[Source data]
------------------------------------
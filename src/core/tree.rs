//! Immutable state tree shared by every state manager.
//!
//! Nodes live in an arena indexed by [`StateId`]. Each node keeps a parent
//! back-reference, used only for lookups (flags, handlers, routes), never
//! for ownership.

use super::event::{Event, EventKind};
use super::flags::FlagOverrides;
use super::id::DirtyKind;
use super::path::StatePath;
use crate::manager::{LifecycleError, Machine};
use std::collections::HashMap;
use std::fmt;

/// Event handler bound to a state. Receives the manager and the event.
pub type Handler = fn(&mut dyn Machine, Event) -> Result<(), LifecycleError>;

/// Enter or exit hook. Receives the manager and the state being entered
/// or exited.
pub type Hook = fn(&mut dyn Machine, StateId) -> Result<(), LifecycleError>;

/// Index of a node in its tree.
#[derive(Clone, Copy, Debug, PartialEq, Eq, Hash, PartialOrd, Ord)]
pub struct StateId(usize);

impl StateId {
    pub(crate) fn new(index: usize) -> Self {
        Self(index)
    }

    pub fn index(&self) -> usize {
        self.0
    }
}

/// A single state descriptor. Stateless: everything record-specific lives
/// in the manager.
pub struct StateNode {
    pub(crate) name: String,
    pub(crate) parent: Option<StateId>,
    pub(crate) children: Vec<StateId>,
    pub(crate) initial: Option<StateId>,
    pub(crate) flags: FlagOverrides,
    pub(crate) handlers: HashMap<EventKind, Handler>,
    pub(crate) enter: Option<Hook>,
    pub(crate) exit: Option<Hook>,
    pub(crate) dirty_kind: Option<DirtyKind>,
}

impl StateNode {
    pub fn name(&self) -> &str {
        &self.name
    }

    pub fn parent(&self) -> Option<StateId> {
        self.parent
    }

    pub fn children(&self) -> &[StateId] {
        &self.children
    }

    /// Default-entry child; `None` for leaves.
    pub fn initial(&self) -> Option<StateId> {
        self.initial
    }

    pub fn flags(&self) -> &FlagOverrides {
        &self.flags
    }

    pub fn handler(&self, kind: EventKind) -> Option<Handler> {
        self.handlers.get(&kind).copied()
    }

    pub fn enter_hook(&self) -> Option<Hook> {
        self.enter
    }

    pub fn exit_hook(&self) -> Option<Hook> {
        self.exit
    }

    pub fn is_leaf(&self) -> bool {
        self.initial.is_none()
    }
}

impl fmt::Debug for StateNode {
    fn fmt(&self, f: &mut fmt::Formatter<'_>) -> fmt::Result {
        let mut events: Vec<_> = self.handlers.keys().map(EventKind::name).collect();
        events.sort_unstable();
        f.debug_struct("StateNode")
            .field("name", &self.name)
            .field("parent", &self.parent)
            .field("children", &self.children)
            .field("initial", &self.initial)
            .field("events", &events)
            .field("dirty_kind", &self.dirty_kind)
            .finish()
    }
}

/// The static hierarchy. Built once by [`crate::builder::TreeBuilder`].
#[derive(Debug)]
pub struct StateTree {
    nodes: Vec<StateNode>,
}

impl StateTree {
    pub(crate) fn from_nodes(nodes: Vec<StateNode>) -> Self {
        Self { nodes }
    }

    pub fn root(&self) -> StateId {
        StateId(0)
    }

    pub fn node(&self, id: StateId) -> &StateNode {
        &self.nodes[id.0]
    }

    pub fn len(&self) -> usize {
        self.nodes.len()
    }

    pub fn is_empty(&self) -> bool {
        self.nodes.is_empty()
    }

    /// Follow default-entry children from `id` until a leaf is reached.
    pub fn default_leaf(&self, id: StateId) -> StateId {
        let mut current = id;
        while let Some(next) = self.node(current).initial {
            current = next;
        }
        current
    }

    /// Path from the root to `id`.
    pub fn path_to(&self, id: StateId) -> StatePath {
        let mut ids = vec![id];
        let mut current = id;
        while let Some(parent) = self.node(current).parent {
            ids.push(parent);
            current = parent;
        }
        ids.reverse();
        StatePath::from_ids(ids)
    }

    /// Path to the leaf a freshly constructed manager starts in.
    pub fn initial_path(&self) -> StatePath {
        self.path_to(self.default_leaf(self.root()))
    }

    fn child_named(&self, parent: StateId, name: &str) -> Option<StateId> {
        self.node(parent)
            .children
            .iter()
            .copied()
            .find(|child| self.node(*child).name == name)
    }

    fn descend(&self, anchor: StateId, route: &str) -> Option<StateId> {
        route
            .split('.')
            .try_fold(anchor, |current, segment| self.child_named(current, segment))
    }

    /// Look up a state by its absolute dotted name, excluding the root
    /// (`"loaded.created.unsaved"`). An empty string names the root.
    pub fn find(&self, absolute: &str) -> Option<StateId> {
        if absolute.is_empty() {
            return Some(self.root());
        }
        self.descend(self.root(), absolute)
    }

    /// Resolve a route relative to the active path.
    ///
    /// Each state on the path, from the leaf up to the root, is tried as
    /// the anchor; the first anchor under which every segment resolves
    /// wins. A route that starts with the root's own name is absolute.
    pub fn resolve(&self, from: &StatePath, route: &str) -> Option<StateId> {
        let root_name = self.node(self.root()).name.as_str();
        if route == root_name {
            return Some(self.root());
        }
        if let Some(rest) = route
            .strip_prefix(root_name)
            .and_then(|r| r.strip_prefix('.'))
        {
            return self.descend(self.root(), rest);
        }
        from.ids()
            .iter()
            .rev()
            .find_map(|anchor| self.descend(*anchor, route))
    }

    /// Find the handler for `kind`, starting at the leaf and walking to the
    /// root. Returns the state that owns the handler alongside it.
    pub fn handler_for(&self, path: &StatePath, kind: EventKind) -> Option<(StateId, Handler)> {
        path.ids()
            .iter()
            .rev()
            .find_map(|id| self.node(*id).handler(kind).map(|h| (*id, h)))
    }

    /// Nearest dirty-family tag at or above `id`.
    pub fn dirty_kind(&self, id: StateId) -> Option<DirtyKind> {
        let mut current = Some(id);
        while let Some(state) = current {
            let node = self.node(state);
            if node.dirty_kind.is_some() {
                return node.dirty_kind;
            }
            current = node.parent;
        }
        None
    }

    /// Dotted name of a path, excluding the root.
    pub fn display(&self, path: &StatePath) -> String {
        path.ids()
            .iter()
            .skip(1)
            .map(|id| self.node(*id).name.as_str())
            .collect::<Vec<_>>()
            .join(".")
    }
}

#[cfg(test)]
mod tests {
    use super::*;
    use crate::builder::{StateBuilder, TreeBuilder};
    use crate::core::Flag;

    fn noop(_: &mut dyn Machine, _: Event) -> Result<(), LifecycleError> {
        Ok(())
    }

    fn tree() -> StateTree {
        let mut root = StateBuilder::new("root").initial("a");
        for flag in Flag::ALL {
            root = root.flag(flag, false);
        }
        let root = root
            .on(EventKind::Delete, noop)
            .child(
                StateBuilder::new("a")
                    .initial("start")
                    .dirty_kind(DirtyKind::Created)
                    .child(StateBuilder::new("start").on(EventKind::WillCommit, noop))
                    .child(StateBuilder::new("saving")),
            )
            .child(
                StateBuilder::new("b")
                    .initial("start")
                    .child(StateBuilder::new("start"))
                    .child(StateBuilder::new("saving")),
            );
        TreeBuilder::new().root(root).build().unwrap()
    }

    #[test]
    fn initial_path_follows_default_entries() {
        let tree = tree();
        assert_eq!(tree.display(&tree.initial_path()), "a.start");
    }

    #[test]
    fn composite_resolves_to_default_leaf() {
        let tree = tree();
        let b = tree.find("b").unwrap();
        let leaf = tree.default_leaf(b);
        assert_eq!(tree.display(&tree.path_to(leaf)), "b.start");
    }

    #[test]
    fn resolve_prefers_nearest_anchor() {
        let tree = tree();
        let path = tree.initial_path();
        let saving = tree.resolve(&path, "saving").unwrap();
        assert_eq!(tree.display(&tree.path_to(saving)), "a.saving");
    }

    #[test]
    fn resolve_walks_up_to_root() {
        let tree = tree();
        let path = tree.initial_path();
        let target = tree.resolve(&path, "b.saving").unwrap();
        assert_eq!(tree.display(&tree.path_to(target)), "b.saving");
    }

    #[test]
    fn resolve_accepts_absolute_routes() {
        let tree = tree();
        let path = tree.initial_path();
        let target = tree.resolve(&path, "root.b").unwrap();
        assert_eq!(tree.node(target).name(), "b");
        assert_eq!(tree.resolve(&path, "root"), Some(tree.root()));
    }

    #[test]
    fn resolve_rejects_unknown_routes() {
        let tree = tree();
        assert!(tree.resolve(&tree.initial_path(), "missing").is_none());
        assert!(tree.resolve(&tree.initial_path(), "a.missing").is_none());
    }

    #[test]
    fn handler_lookup_walks_to_ancestors() {
        let tree = tree();
        let path = tree.initial_path();
        let (owner, _) = tree.handler_for(&path, EventKind::WillCommit).unwrap();
        assert_eq!(tree.node(owner).name(), "start");
        let (owner, _) = tree.handler_for(&path, EventKind::Delete).unwrap();
        assert_eq!(owner, tree.root());
        assert!(tree.handler_for(&path, EventKind::DidDelete).is_none());
    }

    #[test]
    fn dirty_kind_is_inherited() {
        let tree = tree();
        let start = tree.find("a.start").unwrap();
        assert_eq!(tree.dirty_kind(start), Some(DirtyKind::Created));
        let other = tree.find("b.start").unwrap();
        assert_eq!(tree.dirty_kind(other), None);
    }
}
------------------------------------
All lines above from the one with "let mut current = Some(id);" to the one with "use super::*;", inclusive, should be copied exactly, and no other lines.

        let mut current = Some(id);
        while let Some(state) = current {
            let node = self.node(state);
            if node.dirty_kind.is_some() {
                return node.dirty_kind;
            }
            current = node.parent;
        }
        None
    }

    /// Dotted name of a path, excluding the root.
    pub fn display(&self, path: &StatePath) -> String {
        path.ids()
            .iter()
            .skip(1)
            .map(|id| self.node(*id).name.as_str())
            .collect::<Vec<_>>()
            .join(".")
    }
}

#[cfg(test)]
mod tests {
    use super::*;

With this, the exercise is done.